=== Begin Enclosure ===
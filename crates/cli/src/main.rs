//! Stakeout CLI - stakeout command

use anyhow::{Context, Result};
use clap::{Parser, Subcommand};
use std::path::{Path, PathBuf};
use std::time::Duration;
use tracing::Level;
use tracing_appender::non_blocking::WorkerGuard;

mod cmd;
mod system_config;

/// Stakeout - Breakpoint proxy for remote debuggees
#[derive(Parser)]
#[command(name = "stakeout")]
#[command(author, version, about, long_about = None)]
struct Cli {
    /// Config file (default: $CONFIG_DIR/stakeout/config.toml)
    #[arg(long, global = true)]
    config: Option<PathBuf>,

    /// Log more (-v info, -vv debug, -vvv trace)
    #[arg(short, long, action = clap::ArgAction::Count, global = true)]
    verbose: u8,

    #[command(subcommand)]
    command: Commands,
}

#[derive(Subcommand)]
enum Commands {
    /// View or edit configuration
    #[command(subcommand)]
    Config(ConfigCommands),
    /// Set breakpoints on a simulated debuggee and watch them resolve
    Simulate {
        /// Breakpoint location as path:line[:column] (repeatable)
        #[arg(long = "at", required = true)]
        locations: Vec<String>,
        /// Set logpoints with this message format instead of snapshots
        #[arg(long)]
        log: Option<String>,
        /// Seed for the simulated agent
        #[arg(long)]
        seed: Option<u64>,
        /// Give up after this many seconds (default: 60)
        #[arg(long, default_value = "60")]
        timeout: u64,
    },
}

#[derive(Subcommand)]
enum ConfigCommands {
    /// Show every configuration value
    List,
    /// Print one value, e.g. proxy.concurrency
    Get {
        key: String,
    },
    /// Change one value and save the file
    Set {
        key: String,
        value: String,
    },
    /// Print the config file location
    Path {
        /// Create the file with defaults if it is missing
        #[arg(long)]
        create: bool,
    },
    /// Print an annotated example configuration
    Example,
}

#[tokio::main]
async fn main() -> Result<()> {
    let cli = Cli::parse();

    let config_path = match cli.config {
        Some(path) => path,
        None => system_config::config_file_path().context("Could not determine config file path")?,
    };
    let config = system_config::load(&config_path)?;
    let _guard = init_tracing(&config, cli.verbose)?;

    match cli.command {
        Commands::Config(config_cmd) => match config_cmd {
            ConfigCommands::List => cmd::config::run_list(&config_path).await,
            ConfigCommands::Get { key } => cmd::config::run_get(&config_path, &key).await,
            ConfigCommands::Set { key, value } => cmd::config::run_set(&config_path, &key, &value).await,
            ConfigCommands::Path { create } => cmd::config::run_path(&config_path, create).await,
            ConfigCommands::Example => cmd::config::run_example().await,
        },
        Commands::Simulate { locations, log, seed, timeout } => {
            let args = cmd::simulate::SimulateArgs {
                locations,
                log_format: log,
                seed,
                timeout: Duration::from_secs(timeout),
            };
            cmd::simulate::run(&config, args).await
        }
    }
}

/// Install the fmt subscriber; the guard flushes the log file on drop
fn init_tracing(config: &system_config::SystemConfig, verbose: u8) -> Result<Option<WorkerGuard>> {
    let level = match verbose {
        0 => config.log_level()?,
        1 => Level::INFO,
        2 => Level::DEBUG,
        _ => Level::TRACE,
    };

    match &config.log.file {
        Some(file) => {
            let (dir, name) = split_log_path(file)?;
            let appender = tracing_appender::rolling::never(dir, name);
            let (writer, guard) = tracing_appender::non_blocking(appender);
            tracing_subscriber::fmt()
                .with_max_level(level)
                .with_ansi(false)
                .with_writer(writer)
                .init();
            Ok(Some(guard))
        }
        None => {
            tracing_subscriber::fmt()
                .with_max_level(level)
                .with_writer(std::io::stderr)
                .init();
            Ok(None)
        }
    }
}

fn split_log_path(file: &Path) -> Result<(&Path, &std::ffi::OsStr)> {
    let name = file
        .file_name()
        .with_context(|| format!("Log file {} has no file name", file.display()))?;
    let dir = match file.parent() {
        Some(parent) if !parent.as_os_str().is_empty() => parent,
        _ => Path::new("."),
    };
    Ok((dir, name))
}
=== End Enclosure ===
** Required action **
Once the line with "cmd::simulate::run(&config, args).await" is found in the records above, print exactly that line and every line after it through the line with "let level = match".

** Exercise solution **
            cmd::simulate::run(&config, args).await
        }
    }
}

/// Install the fmt subscriber; the guard flushes the log file on drop
fn init_tracing(config: &system_config::SystemConfig, verbose: u8) -> Result<Option<WorkerGuard>> {
    let level = match verbose {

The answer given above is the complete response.